■ Assignment: Quote the entries below from the line with "Ok(decision)" through the line with "let Some(top) = matching.iter().map(|r|", both ends included, and only those lines.

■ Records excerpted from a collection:

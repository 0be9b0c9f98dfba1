use crate::repositories::{BoxFuture, RepositoryResult};
use crate::settings::models::LocalSettings;

pub trait LocalSettingsRepository: Send + Sync + 'static {
    /// Load local settings from storage
    fn load(&self) -> BoxFuture<'static, RepositoryResult<LocalSettings>>;

    /// Save local settings to storage
    fn save(&self, settings: LocalSettings) -> BoxFuture<'static, RepositoryResult<()>>;
}
//! # nexus-audit
//!
//! Append-only, tamper-evident audit log. Every entry carries the blake3
//! hash of its predecessor, so any gap, reorder, or edit is detectable by
//! re-walking the chain. Entries can be flushed to SQLite and the chain
//! resumed from the stored head after a restart.

pub mod chain;
pub mod entry;
pub mod log;
pub mod store;

pub use chain::{ChainAnchor, ChainReport, verify_chain};
pub use entry::{AuditEntry, AuditKind, GENESIS_HASH};
pub use log::{AuditLog, AuditPage};
pub use store::AuditStore;
//! Prometheus-compatible metrics for the Nexus API.
//!
//! Counters are bumped by the handlers; gauges are read from the broker at
//! scrape time.

use std::fmt::Write;
use std::sync::Arc;
use std::sync::atomic::{AtomicU64, Ordering};
use std::time::Instant;

/// Point-in-time broker state rendered as gauges.
#[derive(Debug, Clone, Default)]
pub struct Gauges {
    pub providers: usize,
    pub cached_records: usize,
    pub pending_approvals: usize,
    pub tracked_actions: usize,
    pub audit_head_seq: u64,
    pub audit_halted: bool,
}

#[derive(Debug, Clone)]
pub struct Metrics {
    inner: Arc<MetricsInner>,
}

#[derive(Debug)]
struct MetricsInner {
    http_requests_total: AtomicU64,
    /// 4xx and 5xx.
    http_errors_total: AtomicU64,
    context_requests_total: AtomicU64,
    context_partial_total: AtomicU64,
    context_records_served_total: AtomicU64,
    context_pushes_total: AtomicU64,
    actions_submitted_total: AtomicU64,
    actions_auto_approved_total: AtomicU64,
    actions_blocked_total: AtomicU64,
    approvals_requested_total: AtomicU64,
    approvals_resolved_total: AtomicU64,
    rollbacks_requested_total: AtomicU64,
    started_at: Instant,
}

impl Default for Metrics {
    fn default() -> Self {
        Self::new()
    }
}

impl Metrics {
    pub fn new() -> Self {
        Self {
            inner: Arc::new(MetricsInner {
                http_requests_total: AtomicU64::new(0),
                http_errors_total: AtomicU64::new(0),
                context_requests_total: AtomicU64::new(0),
                context_partial_total: AtomicU64::new(0),
                context_records_served_total: AtomicU64::new(0),
                context_pushes_total: AtomicU64::new(0),
                actions_submitted_total: AtomicU64::new(0),
                actions_auto_approved_total: AtomicU64::new(0),
                actions_blocked_total: AtomicU64::new(0),
                approvals_requested_total: AtomicU64::new(0),
                approvals_resolved_total: AtomicU64::new(0),
                rollbacks_requested_total: AtomicU64::new(0),
                started_at: Instant::now(),
            }),
        }
    }

    pub fn inc_http_requests(&self) {
        self.inner.http_requests_total.fetch_add(1, Ordering::Relaxed);
    }

    pub fn inc_http_errors(&self) {
        self.inner.http_errors_total.fetch_add(1, Ordering::Relaxed);
    }

    /// One gather call and what it returned.
    pub fn record_gather(&self, records: usize, partial: bool) {
        let m = &self.inner;
        m.context_requests_total.fetch_add(1, Ordering::Relaxed);
        m.context_records_served_total
            .fetch_add(records as u64, Ordering::Relaxed);
        if partial {
            m.context_partial_total.fetch_add(1, Ordering::Relaxed);
        }
    }

    pub fn inc_context_pushes(&self) {
        self.inner.context_pushes_total.fetch_add(1, Ordering::Relaxed);
    }

    pub fn inc_actions_submitted(&self) {
        self.inner
            .actions_submitted_total
            .fetch_add(1, Ordering::Relaxed);
    }

    pub fn inc_actions_auto_approved(&self) {
        self.inner
            .actions_auto_approved_total
            .fetch_add(1, Ordering::Relaxed);
    }

    pub fn inc_actions_blocked(&self) {
        self.inner.actions_blocked_total.fetch_add(1, Ordering::Relaxed);
    }

    pub fn inc_approvals_requested(&self) {
        self.inner
            .approvals_requested_total
            .fetch_add(1, Ordering::Relaxed);
    }

    pub fn inc_approvals_resolved(&self) {
        self.inner
            .approvals_resolved_total
            .fetch_add(1, Ordering::Relaxed);
    }

    pub fn inc_rollbacks_requested(&self) {
        self.inner
            .rollbacks_requested_total
            .fetch_add(1, Ordering::Relaxed);
    }

    pub fn http_requests(&self) -> u64 {
        self.inner.http_requests_total.load(Ordering::Relaxed)
    }

    pub fn http_errors(&self) -> u64 {
        self.inner.http_errors_total.load(Ordering::Relaxed)
    }

    /// Render metrics in Prometheus text exposition format.
    pub fn render_prometheus(&self, gauges: &Gauges) -> String {
        let m = &self.inner;
        let counters: [(&str, &str, u64); 12] = [
            ("http_requests_total", "Total HTTP requests served.", load(&m.http_requests_total)),
            ("http_errors_total", "Total HTTP errors (4xx/5xx).", load(&m.http_errors_total)),
            ("context_requests_total", "Context gather requests.", load(&m.context_requests_total)),
            ("context_partial_total", "Gathers that returned partial results.", load(&m.context_partial_total)),
            ("context_records_served_total", "Context records returned to consumers.", load(&m.context_records_served_total)),
            ("context_pushes_total", "Context records pushed by providers.", load(&m.context_pushes_total)),
            ("actions_submitted_total", "Proposed actions received.", load(&m.actions_submitted_total)),
            ("actions_auto_approved_total", "Actions executed without human sign-off.", load(&m.actions_auto_approved_total)),
            ("actions_blocked_total", "Actions blocked by the safety validator.", load(&m.actions_blocked_total)),
            ("approvals_requested_total", "Actions parked for human approval.", load(&m.approvals_requested_total)),
            ("approvals_resolved_total", "Approvals resolved by a human.", load(&m.approvals_resolved_total)),
            ("rollbacks_requested_total", "Manual rollbacks requested.", load(&m.rollbacks_requested_total)),
        ];
        let gauge_rows: [(&str, &str, u64); 7] = [
            ("uptime_seconds", "Time since the server started.", m.started_at.elapsed().as_secs()),
            ("providers", "Registered context providers.", gauges.providers as u64),
            ("cached_records", "Pushed context records in cache.", gauges.cached_records as u64),
            ("pending_approvals", "Actions awaiting approval.", gauges.pending_approvals as u64),
            ("tracked_actions", "Actions tracked by the engine.", gauges.tracked_actions as u64),
            ("audit_head_seq", "Sequence number of the last audit entry.", gauges.audit_head_seq),
            ("audit_halted", "1 when the audit log has halted on an integrity failure.", u64::from(gauges.audit_halted)),
        ];

        let mut out = String::new();
        for (name, help, value) in counters {
            let _ = writeln!(out, "# HELP nexus_{name} {help}\n# TYPE nexus_{name} counter\nnexus_{name} {value}\n");
        }
        for (name, help, value) in gauge_rows {
            let _ = writeln!(out, "# HELP nexus_{name} {help}\n# TYPE nexus_{name} gauge\nnexus_{name} {value}\n");
        }
        out
    }
}

fn load(counter: &AtomicU64) -> u64 {
    counter.load(Ordering::Relaxed)
}

#[cfg(test)]
mod tests {
    use super::*;

    #[test]
    fn test_counters_render() {
        let metrics = Metrics::new();
        metrics.inc_http_requests();
        metrics.inc_http_requests();
        metrics.record_gather(3, true);
        metrics.record_gather(2, false);

        let body = metrics.render_prometheus(&Gauges::default());
        assert!(body.contains("nexus_http_requests_total 2"));
        assert!(body.contains("nexus_context_requests_total 2"));
        assert!(body.contains("nexus_context_partial_total 1"));
        assert!(body.contains("nexus_context_records_served_total 5"));
        assert!(body.contains("# TYPE nexus_actions_blocked_total counter"));
    }

    #[test]
    fn test_gauges_render() {
        let metrics = Metrics::new();
        let body = metrics.render_prometheus(&Gauges {
            providers: 4,
            pending_approvals: 1,
            audit_head_seq: 17,
            audit_halted: true,
            ..Default::default()
        });
        assert!(body.contains("nexus_providers 4"));
        assert!(body.contains("nexus_pending_approvals 1"));
        assert!(body.contains("nexus_audit_head_seq 17"));
        assert!(body.contains("nexus_audit_halted 1"));
        assert!(body.contains("# TYPE nexus_uptime_seconds gauge"));
    }

    #[test]
    fn test_clones_share_counters() {
        let metrics = Metrics::new();
        let clone = metrics.clone();
        clone.inc_http_errors();
        assert_eq!(metrics.http_errors(), 1);
    }
}
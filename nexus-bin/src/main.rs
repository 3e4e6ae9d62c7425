use clap::Parser;
use nexus_cli::Cli;

#[tokio::main]
async fn main() {
    let cli = Cli::parse();

    if let Err(e) = cli.run().await {
        eprintln!("error: {e}");
        std::process::exit(1);
    }
}
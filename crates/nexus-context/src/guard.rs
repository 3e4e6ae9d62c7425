use chrono::{DateTime, Utc};
use nexus_audit::{AuditKind, AuditLog};
use nexus_config::PermissionsConfig;
use nexus_core::{NexusError, PermissionRule, Result, Sensitivity, Severity};
use parking_lot::RwLock;
use serde::{Deserialize, Serialize};
use serde_json::json;
use std::collections::{HashMap, HashSet};
use std::sync::Arc;
use tracing::{debug, info};

use crate::ratelimit::SlidingWindowLimiter;

/// Reason given when a rate-limited rule's window is exhausted.
pub const RATE_LIMITED: &str = "rate_limited";

/// Outcome of a permission check.
#[derive(Debug, Clone, PartialEq, Eq, Serialize, Deserialize)]
#[serde(tag = "decision", rename_all = "snake_case")]
pub enum AccessDecision {
    Allow {
        rule_id: String,
    },
    Deny {
        reason: String,
        #[serde(default, skip_serializing_if = "Option::is_none")]
        rule_id: Option<String>,
    },
}

impl AccessDecision {
    pub fn is_allowed(&self) -> bool {
        matches!(self, Self::Allow { .. })
    }

    pub fn rule_id(&self) -> Option<&str> {
        match self {
            Self::Allow { rule_id } => Some(rule_id),
            Self::Deny { rule_id, .. } => rule_id.as_deref(),
        }
    }

    fn deny(reason: impl Into<String>, rule_id: Option<String>) -> Self {
        Self::Deny {
            reason: reason.into(),
            rule_id,
        }
    }
}

/// Decides whether a consumer may read a context type from a provider.
///
/// Among the rules matching the triple, only the most specific tier counts;
/// inside that tier a deny beats an allow. No matching rule means deny.
pub struct PermissionGuard {
    rules: RwLock<Vec<PermissionRule>>,
    clearances: RwLock<HashMap<String, Sensitivity>>,
    default_clearance: RwLock<Sensitivity>,
    limiter: SlidingWindowLimiter,
    audit: Arc<AuditLog>,
}

impl PermissionGuard {
    /// Build from static config. Rules are validated; loading them is not
    /// itself audited since it is not a runtime mutation.
    pub fn new(config: &PermissionsConfig, audit: Arc<AuditLog>) -> Result<Self> {
        validate_rule_set(&config.rules)?;
        Ok(Self {
            rules: RwLock::new(config.rules.clone()),
            clearances: RwLock::new(config.clearances.clone()),
            default_clearance: RwLock::new(config.default_clearance),
            limiter: SlidingWindowLimiter::new(),
            audit,
        })
    }

    pub fn check(&self, consumer: &str, provider: &str, context_type: &str) -> Result<AccessDecision> {
        self.check_at(consumer, provider, context_type, Utc::now())
    }

    /// Evaluate and audit one access at `now`.
    pub fn check_at(
        &self,
        consumer: &str,
        provider: &str,
        context_type: &str,
        now: DateTime<Utc>,
    ) -> Result<AccessDecision> {
        let decision = match self.limiter.blocked(consumer, provider, context_type, now) {
            Some(rule_id) => AccessDecision::deny(RATE_LIMITED, Some(rule_id)),
            None => self.evaluate(consumer, provider, context_type, now),
        };

        self.audit.append(
            consumer,
            AuditKind::PermissionCheck,
            Severity::Info,
            json!({
                "consumer": consumer,
                "provider": provider,
                "context_type": context_type,
                "allowed": decision.is_allowed(),
                "rule_id": decision.rule_id(),
                "reason": match &decision {
                    AccessDecision::Deny { reason, .. } => Some(reason.as_str()),
                    AccessDecision::Allow { .. } => None,
                },
            }),
        )?;
        debug!(consumer, provider, context_type, ?decision, "permission check");
        Ok(decision)
    }

    fn evaluate(
        &self,
        consumer: &str,
        provider: &str,
        context_type: &str,
        now: DateTime<Utc>,
    ) -> AccessDecision {
        let rules = self.rules.read();
        let matching: Vec<&PermissionRule> = rules
            .iter()
            .filter(|r| r.matches(consumer, provider, context_type) && r.is_active_at(now))
            .collect();
        let Some(top) = matching.iter().map(|r| r.specificity()).max() else {
            return AccessDecision::deny("no matching rule", None);
        };
        let tier: Vec<&PermissionRule> = matching
            .into_iter()
            .filter(|r| r.specificity() == top)
            .collect();

        if let Some(deny) = tier.iter().find(|r| !r.allowed) {
            return AccessDecision::deny(format!("denied by rule '{}'", deny.id), Some(deny.id.clone()));
        }
        let Some(allow) = tier.first() else {
            return AccessDecision::deny("no matching rule", None);
        };

        if let Some(limit) = allow.rate_limit()
            && !self
                .limiter
                .acquire(consumer, provider, context_type, &allow.id, limit, now)
        {
            return AccessDecision::deny(RATE_LIMITED, Some(allow.id.clone()));
        }
        AccessDecision::Allow {
            rule_id: allow.id.clone(),
        }
    }

    // ── Admin mutations (all audited) ──────────────────────────

    pub fn add_rule(&self, actor: &str, rule: PermissionRule) -> Result<()> {
        rule.validate()?;
        let mut rules = self.rules.write();
        if rules.iter().any(|r| r.id == rule.id) {
            return Err(NexusError::ConfigValidation {
                field: format!("permissions.rules.{}", rule.id),
                reason: "duplicate rule id".into(),
            });
        }
        self.audit.append(
            actor,
            AuditKind::PermissionMutated,
            Severity::Warning,
            json!({ "op": "add", "rule": rule }),
        )?;
        info!(actor, rule = %rule.id, "permission rule added");
        rules.push(rule);
        Ok(())
    }

    pub fn remove_rule(&self, actor: &str, rule_id: &str) -> Result<PermissionRule> {
        let mut rules = self.rules.write();
        let Some(pos) = rules.iter().position(|r| r.id == rule_id) else {
            return Err(NexusError::ConfigValidation {
                field: format!("permissions.rules.{rule_id}"),
                reason: "no such rule".into(),
            });
        };
        self.audit.append(
            actor,
            AuditKind::PermissionMutated,
            Severity::Warning,
            json!({ "op": "remove", "rule": rules[pos] }),
        )?;
        info!(actor, rule = %rule_id, "permission rule removed");
        Ok(rules.remove(pos))
    }

    /// Swap the whole rule set, e.g. after a config reload. Open rate
    /// windows are reset.
    pub fn replace_rules(&self, actor: &str, new_rules: Vec<PermissionRule>) -> Result<()> {
        validate_rule_set(&new_rules)?;
        let mut rules = self.rules.write();
        if *rules == new_rules {
            return Ok(());
        }
        self.audit.append(
            actor,
            AuditKind::PermissionMutated,
            Severity::Warning,
            json!({
                "op": "replace",
                "previous": rules.iter().map(|r| &r.id).collect::<Vec<_>>(),
                "rules": new_rules,
            }),
        )?;
        info!(actor, count = new_rules.len(), "permission rules replaced");
        *rules = new_rules;
        self.limiter.clear();
        Ok(())
    }

    pub fn rules(&self) -> Vec<PermissionRule> {
        self.rules.read().clone()
    }

    pub fn set_clearance(&self, actor: &str, consumer: &str, level: Sensitivity) -> Result<()> {
        let mut clearances = self.clearances.write();
        if clearances.get(consumer) == Some(&level) {
            return Ok(());
        }
        self.audit.append(
            actor,
            AuditKind::ClearanceMutated,
            Severity::Warning,
            json!({
                "consumer": consumer,
                "previous": clearances.get(consumer),
                "clearance": level,
            }),
        )?;
        info!(actor, consumer, %level, "clearance changed");
        clearances.insert(consumer.to_string(), level);
        Ok(())
    }

    pub fn set_default_clearance(&self, actor: &str, level: Sensitivity) -> Result<()> {
        let mut current = self.default_clearance.write();
        if *current == level {
            return Ok(());
        }
        self.audit.append(
            actor,
            AuditKind::ClearanceMutated,
            Severity::Warning,
            json!({ "consumer": "*", "previous": *current, "clearance": level }),
        )?;
        *current = level;
        Ok(())
    }

    /// Highest sensitivity `consumer` may read.
    pub fn clearance(&self, consumer: &str) -> Sensitivity {
        self.clearances
            .read()
            .get(consumer)
            .copied()
            .unwrap_or(*self.default_clearance.read())
    }

    /// Drop idle rate windows.
    pub fn cleanup(&self, now: DateTime<Utc>) -> usize {
        self.limiter.cleanup(now)
    }
}

fn validate_rule_set(rules: &[PermissionRule]) -> Result<()> {
    let mut seen = HashSet::new();
    for rule in rules {
        rule.validate()?;
        if !seen.insert(rule.id.as_str()) {
            return Err(NexusError::ConfigValidation {
                field: format!("permissions.rules.{}", rule.id),
                reason: "duplicate rule id".into(),
            });
        }
    }
    Ok(())
}

#[cfg(test)]
mod tests {
    use super::*;
    use nexus_core::WILDCARD;

    fn guard(rules: Vec<PermissionRule>) -> PermissionGuard {
        let config = PermissionsConfig {
            rules,
            ..Default::default()
        };
        PermissionGuard::new(&config, Arc::new(AuditLog::new(1000))).unwrap()
    }

    #[test]
    fn default_deny() {
        let g = guard(vec![]);
        let d = g.check("ui", "fs", "filesystem").unwrap();
        assert_eq!(d, AccessDecision::deny("no matching rule", None));
    }

    #[test]
    fn specific_allow_beats_wildcard_deny() {
        let g = guard(vec![
            PermissionRule::deny("deny-all", "ui", WILDCARD, WILDCARD),
            PermissionRule::allow("fs-ok", "ui", "fs", "filesystem"),
        ]);
        assert!(g.check("ui", "fs", "filesystem").unwrap().is_allowed());
        assert!(!g.check("ui", "net", "network").unwrap().is_allowed());
    }

    #[test]
    fn deny_wins_within_same_tier() {
        let g = guard(vec![
            PermissionRule::allow("a", "ui", "fs", WILDCARD),
            PermissionRule::deny("d", "ui", "fs", WILDCARD),
        ]);
        let d = g.check("ui", "fs", "filesystem").unwrap();
        assert_eq!(d.rule_id(), Some("d"));
        assert!(!d.is_allowed());
    }

    #[test]
    fn duplicate_ids_rejected_at_construction() {
        let config = PermissionsConfig {
            rules: vec![
                PermissionRule::allow("a", "ui", "fs", WILDCARD),
                PermissionRule::deny("a", "ui", "net", WILDCARD),
            ],
            ..Default::default()
        };
        assert!(PermissionGuard::new(&config, Arc::new(AuditLog::new(10))).is_err());
    }
}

■ Answer for the task:
        Ok(decision)
    }

    fn evaluate(
        &self,
        consumer: &str,
        provider: &str,
        context_type: &str,
        now: DateTime<Utc>,
    ) -> AccessDecision {
        let rules = self.rules.read();
        let matching: Vec<&PermissionRule> = rules
            .iter()
            .filter(|r| r.matches(consumer, provider, context_type) && r.is_active_at(now))
            .collect();
        let Some(top) = matching.iter().map(|r| r.specificity()).max() else {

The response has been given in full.